Marie, Aaron, Léon, Jessica… Comment les prénoms se sont diversifiés en 80 ans
Les prénoms attribués aux enfants en France ont connu une évolution marquée au cours des 80 dernières années. Selon une étude de l’Insee publiée mercredi, les choix des parents se sont diversifiés, passant de quelques prénoms dominants à une multitude de possibilités.
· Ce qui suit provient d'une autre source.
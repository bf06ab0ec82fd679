pub(crate) mod models;
pub(crate) mod types;

use std::time::Duration;

use sqlx::postgres::{PgConnectOptions, PgPoolOptions};
use sqlx::{ConnectOptions, PgPool};

use crate::core::config::Settings;

pub(crate) async fn init_pool(settings: &Settings) -> Result<PgPool, sqlx::Error> {
    let database_url = settings.database().database_url();
    let mut connect_options: PgConnectOptions = database_url.parse()?;

    connect_options = connect_options
        .application_name("gradeflow")
        .log_statements(tracing::log::LevelFilter::Off);

    PgPoolOptions::new()
        .max_connections(20)
        .min_connections(1)
        .acquire_timeout(Duration::from_secs(30))
        .test_before_acquire(true)
        .connect_with(connect_options)
        .await
}

pub(crate) async fn run_migrations(pool: &PgPool) -> Result<(), sqlx::Error> {
    sqlx::migrate!("./migrations").run(pool).await?;
    Ok(())
}
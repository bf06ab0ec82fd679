use crate::db::types::SubmissionStatus;

/// Pipeline stages. Each stage owns one attempt counter column and one
/// four-state slice of the submission lifecycle.
#[derive(Debug, Clone, Copy, PartialEq, Eq, Hash)]
pub(crate) enum Stage {
    TelegramIngest,
    Normalize,
    Evaluate,
    Deliver,
}

/// The status tuple a stage moves a submission through.
#[derive(Debug, Clone, Copy)]
pub(crate) struct StageLifecycle {
    pub(crate) source: SubmissionStatus,
    pub(crate) in_progress: SubmissionStatus,
    pub(crate) success: SubmissionStatus,
    pub(crate) failed: SubmissionStatus,
}

impl Stage {
    pub(crate) const ALL: [Stage; 4] =
        [Stage::TelegramIngest, Stage::Normalize, Stage::Evaluate, Stage::Deliver];

    pub(crate) fn as_str(self) -> &'static str {
        match self {
            Self::TelegramIngest => "telegram_ingest",
            Self::Normalize => "normalize",
            Self::Evaluate => "evaluate",
            Self::Deliver => "deliver",
        }
    }

    /// Stage tag recorded on artifact rows and reported in the status trace.
    pub(crate) fn artifact_stage(self) -> &'static str {
        match self {
            Self::TelegramIngest => "raw",
            Self::Normalize => "normalized",
            Self::Evaluate => "evaluation",
            Self::Deliver => "delivery",
        }
    }

    pub(crate) const fn lifecycle(self) -> StageLifecycle {
        match self {
            Self::TelegramIngest => StageLifecycle {
                source: SubmissionStatus::TelegramUpdateReceived,
                in_progress: SubmissionStatus::TelegramIngestInProgress,
                success: SubmissionStatus::Uploaded,
                failed: SubmissionStatus::FailedTelegramIngest,
            },
            Self::Normalize => StageLifecycle {
                source: SubmissionStatus::Uploaded,
                in_progress: SubmissionStatus::NormalizationInProgress,
                success: SubmissionStatus::Normalized,
                failed: SubmissionStatus::FailedNormalization,
            },
            Self::Evaluate => StageLifecycle {
                source: SubmissionStatus::Normalized,
                in_progress: SubmissionStatus::EvaluationInProgress,
                success: SubmissionStatus::Evaluated,
                failed: SubmissionStatus::FailedEvaluation,
            },
            Self::Deliver => StageLifecycle {
                source: SubmissionStatus::Evaluated,
                in_progress: SubmissionStatus::DeliveryInProgress,
                success: SubmissionStatus::Delivered,
                failed: SubmissionStatus::FailedDelivery,
            },
        }
    }
}

impl std::fmt::Display for Stage {
    fn fmt(&self, f: &mut std::fmt::Formatter<'_>) -> std::fmt::Result {
        f.write_str(self.as_str())
    }
}

/// Whether a status edge is part of the lifecycle graph.
///
/// Claim/finalize/reclaim statements guard their own edges; this table backs
/// `transition_state`, which is the only stage-agnostic edge operation.
pub(crate) fn is_legal_transition(from: SubmissionStatus, to: SubmissionStatus) -> bool {
    use SubmissionStatus as S;

    if from.is_terminal() {
        return false;
    }

    for stage in Stage::ALL {
        let lc = stage.lifecycle();
        if from == lc.source && to == lc.in_progress {
            return true;
        }
        if from == lc.in_progress
            && (to == lc.success || to == lc.failed || to == S::DeadLetter)
        {
            return true;
        }
        // Operator requeue of a parked failure; not automated in v1.
        if from == lc.failed && to == lc.source {
            return true;
        }
    }

    false
}

#[cfg(test)]
mod tests {
    use super::*;
    use crate::db::types::SubmissionStatus as S;

    #[test]
    fn lifecycle_tuples_cover_the_state_graph() {
        let lc = Stage::Normalize.lifecycle();
        assert_eq!(lc.source, S::Uploaded);
        assert_eq!(lc.in_progress, S::NormalizationInProgress);
        assert_eq!(lc.success, S::Normalized);
        assert_eq!(lc.failed, S::FailedNormalization);

        let lc = Stage::Deliver.lifecycle();
        assert_eq!(lc.success, S::Delivered);
        assert_eq!(lc.failed, S::FailedDelivery);
    }

    #[test]
    fn stage_success_feeds_the_next_stage() {
        assert_eq!(
            Stage::TelegramIngest.lifecycle().success,
            Stage::Normalize.lifecycle().source
        );
        assert_eq!(Stage::Normalize.lifecycle().success, Stage::Evaluate.lifecycle().source);
        assert_eq!(Stage::Evaluate.lifecycle().success, Stage::Deliver.lifecycle().source);
    }

    #[test]
    fn legal_edges() {
        assert!(is_legal_transition(S::Uploaded, S::NormalizationInProgress));
        assert!(is_legal_transition(S::NormalizationInProgress, S::Normalized));
        assert!(is_legal_transition(S::NormalizationInProgress, S::FailedNormalization));
        assert!(is_legal_transition(S::NormalizationInProgress, S::DeadLetter));
        assert!(is_legal_transition(S::FailedNormalization, S::Uploaded));
        assert!(is_legal_transition(S::TelegramUpdateReceived, S::TelegramIngestInProgress));
    }

    #[test]
    fn illegal_edges() {
        assert!(!is_legal_transition(S::Uploaded, S::Evaluated));
        assert!(!is_legal_transition(S::Delivered, S::Uploaded));
        assert!(!is_legal_transition(S::DeadLetter, S::Uploaded));
        assert!(!is_legal_transition(S::Normalized, S::NormalizationInProgress));
        assert!(!is_legal_transition(S::Uploaded, S::Uploaded));
    }

    #[test]
    fn terminal_states_have_no_outgoing_edges() {
        for to in [
            S::TelegramUpdateReceived,
            S::Uploaded,
            S::Normalized,
            S::Evaluated,
            S::Delivered,
            S::DeadLetter,
        ] {
            assert!(!is_legal_transition(S::Delivered, to));
            assert!(!is_legal_transition(S::DeadLetter, to));
        }
    }
}
use serde::{Deserialize, Serialize};

fn default_true() -> bool {
    true
}

#[derive(Debug, Deserialize)]
pub(crate) struct CreateAssignmentRequest {
    pub(crate) title: String,
    pub(crate) description: String,
    #[serde(default = "default_true")]
    pub(crate) is_active: bool,
}

#[derive(Debug, Serialize)]
pub(crate) struct AssignmentResponse {
    pub(crate) assignment_public_id: String,
    pub(crate) title: String,
    pub(crate) description: String,
    pub(crate) is_active: bool,
}

#[derive(Debug, Deserialize)]
pub(crate) struct ListAssignmentsQuery {
    #[serde(default = "default_true")]
    pub(crate) active_only: bool,
}

#[derive(Debug, Serialize)]
pub(crate) struct ListAssignmentsResponse {
    pub(crate) items: Vec<AssignmentResponse>,
}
En 2025, les parents français ont donné à leurs enfants plus de huit fois plus de prénoms différents qu’en 1946. Pour illustrer cette tendance, les 649 000 bébés nés en France l’an passé ont reçu 65 940 prénoms différents, alors qu’en 1946, les 869 000 naissances ne se répartissaient que sur 8 007 prénoms.
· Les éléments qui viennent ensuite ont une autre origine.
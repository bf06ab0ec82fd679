use anyhow::{Context, Result};
use serde_json::Value;

use crate::domain::errors::ErrorKind;
use crate::repositories::claims::WorkClaim;
use crate::repositories::submissions;
use crate::services::telegram::TelegramError;
use crate::tasks::worker::{ProcessResult, StageArtifact, WorkerDeps};

pub(crate) const SOURCE_TYPE: &str = "telegram_webhook";

/// Pull the submitted file out of Telegram and persist it as the raw
/// artifact. Idempotent: the storage key is derived from the submission id,
/// so a re-run after a crash overwrites the same object.
pub(crate) async fn process_claim(
    claim: &WorkClaim,
    deps: &WorkerDeps,
) -> Result<ProcessResult> {
    let source = submissions::source_of_type(deps.db(), &claim.public_id, SOURCE_TYPE)
        .await
        .context("failed to read submission source")?;

    let Some(source) = source else {
        return Ok(ProcessResult::failure(
            ErrorKind::PermanentBadInput,
            "telegram source is missing for submission",
        ));
    };

    let metadata = &source.metadata.0;
    let Some(file_id) = metadata.get("file_id").and_then(Value::as_str).filter(|id| !id.is_empty())
    else {
        return Ok(ProcessResult::failure(
            ErrorKind::PermanentBadInput,
            "telegram webhook metadata.file_id is required",
        ));
    };
    let file_name = metadata
        .get("file_name")
        .and_then(Value::as_str)
        .filter(|name| !name.is_empty())
        .unwrap_or("submission.bin");

    let telegram =
        deps.telegram.as_ref().context("telegram client is not configured for this role")?;

    let payload = match telegram.get_file_bytes(file_id).await {
        Ok(payload) => payload,
        Err(TelegramError::Rejected(detail)) => {
            return Ok(ProcessResult::failure(ErrorKind::PermanentBadInput, detail));
        }
        Err(TelegramError::Transport(detail)) => {
            return Ok(ProcessResult::failure(ErrorKind::RetryableTransient, detail));
        }
    };

    let object_key = format!("raw/{}/{}", claim.public_id, file_name);
    if let Err(err) =
        deps.storage.put_bytes(&object_key, "application/octet-stream", payload).await
    {
        return Ok(ProcessResult::failure(
            ErrorKind::RetryableTransient,
            format!("failed to store raw artifact: {err:#}"),
        ));
    }

    Ok(ProcessResult::success(
        "telegram payload ingested",
        Some(StageArtifact { object_key, schema_version: None }),
    ))
}
use sqlx::PgPool;

use crate::core::time::primitive_now_utc;
use crate::db::models::Assignment;
use crate::domain::ids::new_assignment_public_id;
use crate::repositories::is_unique_violation;

const PUBLIC_ID_MINT_RETRIES: usize = 5;

pub(crate) async fn create(
    pool: &PgPool,
    title: &str,
    description: &str,
    is_active: bool,
) -> Result<Assignment, sqlx::Error> {
    let now = primitive_now_utc();
    for _ in 0..PUBLIC_ID_MINT_RETRIES {
        let public_id = new_assignment_public_id();
        let result = sqlx::query_as::<_, Assignment>(
            "INSERT INTO assignments (public_id, title, description, is_active, created_at)
             VALUES ($1, $2, $3, $4, $5)
             RETURNING id, public_id, title, description, is_active, created_at",
        )
        .bind(&public_id)
        .bind(title)
        .bind(description)
        .bind(is_active)
        .bind(now)
        .fetch_one(pool)
        .await;

        match result {
            Ok(assignment) => return Ok(assignment),
            Err(err) if is_unique_violation(&err) => continue,
            Err(err) => return Err(err),
        }
    }

    Err(sqlx::Error::Protocol("failed to allocate unique assignment public id".into()))
}

pub(crate) async fn list(
    pool: &PgPool,
    active_only: bool,
) -> Result<Vec<Assignment>, sqlx::Error> {
    sqlx::query_as::<_, Assignment>(
        "SELECT id, public_id, title, description, is_active, created_at
         FROM assignments
         WHERE is_active OR NOT $1
         ORDER BY created_at, id",
    )
    .bind(active_only)
    .fetch_all(pool)
    .await
}

pub(crate) async fn find_by_public_id(
    pool: &PgPool,
    public_id: &str,
) -> Result<Option<Assignment>, sqlx::Error> {
    sqlx::query_as::<_, Assignment>(
        "SELECT id, public_id, title, description, is_active, created_at
         FROM assignments WHERE public_id = $1",
    )
    .bind(public_id)
    .fetch_optional(pool)
    .await
}
use serde::{Deserialize, Serialize};

#[derive(Debug, Deserialize)]
pub(crate) struct FeedbackQuery {
    #[serde(default)]
    pub(crate) submission_id: Option<String>,
}

#[derive(Debug, Serialize)]
pub(crate) struct FeedbackItem {
    pub(crate) submission_id: String,
    pub(crate) score_1_10: i32,
    pub(crate) candidate_feedback: serde_json::Value,
    pub(crate) updated_at: String,
}

#[derive(Debug, Serialize)]
pub(crate) struct FeedbackListResponse {
    pub(crate) items: Vec<FeedbackItem>,
}
use std::path::Path;
use std::sync::Arc;

use anyhow::{bail, Context};
use sqlx::PgPool;
use uuid::Uuid;

use crate::core::config::Settings;
use crate::core::roles::RuntimeRole;
use crate::core::state::AppState;
use crate::domain::evaluation_chain::EvaluationChainSpec;
use crate::domain::lifecycle::Stage;
use crate::services::llm::LlmClient;
use crate::services::storage::StorageService;
use crate::services::telegram::TelegramClient;
use crate::tasks::runner::WorkerRuntimeState;
use crate::tasks::worker::{WorkerDeps, WorkerLoop};

pub(crate) struct RuntimeContainer {
    pub(crate) state: AppState,
    pub(crate) worker: Option<(WorkerLoop, Arc<WorkerRuntimeState>)>,
}

/// Wire concrete clients into the role. Worker roles get a claim loop; the
/// api role only serves HTTP.
pub(crate) async fn build_runtime(
    role: RuntimeRole,
    settings: Settings,
    db: PgPool,
    storage: Option<StorageService>,
) -> anyhow::Result<RuntimeContainer> {
    let Some(stage) = role.stage() else {
        let state = AppState::new(role.as_str().to_string(), settings, db, storage, None);
        return Ok(RuntimeContainer { state, worker: None });
    };

    let worker_storage = storage
        .clone()
        .context("worker roles require S3 storage configuration (S3_ACCESS_KEY/S3_SECRET_KEY)")?;

    let telegram = TelegramClient::from_settings(&settings)?;
    if stage == Stage::TelegramIngest && telegram.is_none() {
        bail!("worker-ingest-telegram requires TELEGRAM_BOT_TOKEN");
    }

    let (llm, chain) = if stage == Stage::Evaluate {
        let chain =
            EvaluationChainSpec::load(Path::new(&settings.llm().chain_spec_path))
                .context("failed to load evaluation chain spec")?;
        (Some(LlmClient::from_settings(&settings)?), Some(Arc::new(chain)))
    } else {
        (None, None)
    };

    let runtime = Arc::new(WorkerRuntimeState::default());
    let state = AppState::new(
        role.as_str().to_string(),
        settings,
        db,
        storage,
        Some(runtime.clone()),
    );

    let deps = WorkerDeps {
        state: state.clone(),
        storage: worker_storage,
        telegram,
        llm,
        chain,
    };

    let worker_id = format!("{}-{}", role.as_str(), Uuid::new_v4());
    let worker_loop = WorkerLoop::new(stage, worker_id, deps);

    Ok(RuntimeContainer { state, worker: Some((worker_loop, runtime)) })
}

/// Validate configuration and wiring without touching the network or the
/// database. Backs `--dry-run-startup`.
pub(crate) fn validate_wiring(role: RuntimeRole, settings: &Settings) -> anyhow::Result<()> {
    let Some(stage) = role.stage() else {
        return Ok(());
    };

    if settings.s3().access_key.is_empty() || settings.s3().secret_key.is_empty() {
        bail!("role {} requires S3_ACCESS_KEY/S3_SECRET_KEY", role.as_str());
    }

    if stage == Stage::TelegramIngest && settings.telegram().bot_token.is_empty() {
        bail!("role {} requires TELEGRAM_BOT_TOKEN", role.as_str());
    }

    if stage == Stage::Evaluate {
        EvaluationChainSpec::load(Path::new(&settings.llm().chain_spec_path))
            .context("failed to load evaluation chain spec")?;
        if settings.llm().api_key.is_empty() {
            bail!("role {} requires LLM_API_KEY", role.as_str());
        }
    }

    Ok(())
}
Cette diversité est particulièrement notable chez les filles, avec 1 131 prénoms pour 10 000 naissances en 2025, contre 994 pour les garçons. L’Insee souligne que la transmission intergénérationnelle des prénoms masculins réduit leur variété, tandis que les choix féminins sont souvent influencés par des critères esthétiques et les modes.
Historiquement, jusqu’en 1946, seuls les prénoms inscrits au calendrier ou inspirés de personnages historiques étaient autorisés, limitant ainsi la créativité des parents. Ce cadre légal a été assoupli progressivement, culminant avec la loi du 8 janvier 1993 qui consacre la liberté de choix tant que cela ne nuit pas à l’enfant.
L’impact de cette évolution est visible depuis la fin des années 1990, période à laquelle le nombre de prénoms pour 10 000 naissances atteignait environ 600 pour les filles et 500 pour les garçons. Malgré la popularité historique de prénoms comme Marie et Jean, leur usage a diminué de manière significative. En 1946, Jean était attribué à 53 380 garçons (12 % des naissances masculines), tandis qu’en 2024, il n’était plus que 540. Pour Marie, le déclin est similaire : 31 090 filles en 1946 (7,3 % des naissances) contre seulement 510 en 2025.
L’Insee note également que seuls 37 prénoms, dont 23 masculins et 14 féminins, ont été attribués au moins 100 fois chaque année pendant 80 ans. Parmi eux, des prénoms tels que Nicolas et Sophie perdent en popularité, représentant 18 % des naissances en 1946 contre seulement 6 % en 2025.
Enfin, la diversité des prénoms s’accompagne d’une augmentation des prénoms très rares, avec 607 000 prénoms recensés parmi les personnes nées en France entre 1946 et 2025 qui n’ont été donnés qu’une seule fois. Cette diversité est accentuée par les variations orthographiques, comme le montre le prénom Aaron qui peut s’écrire de 18 manières différentes.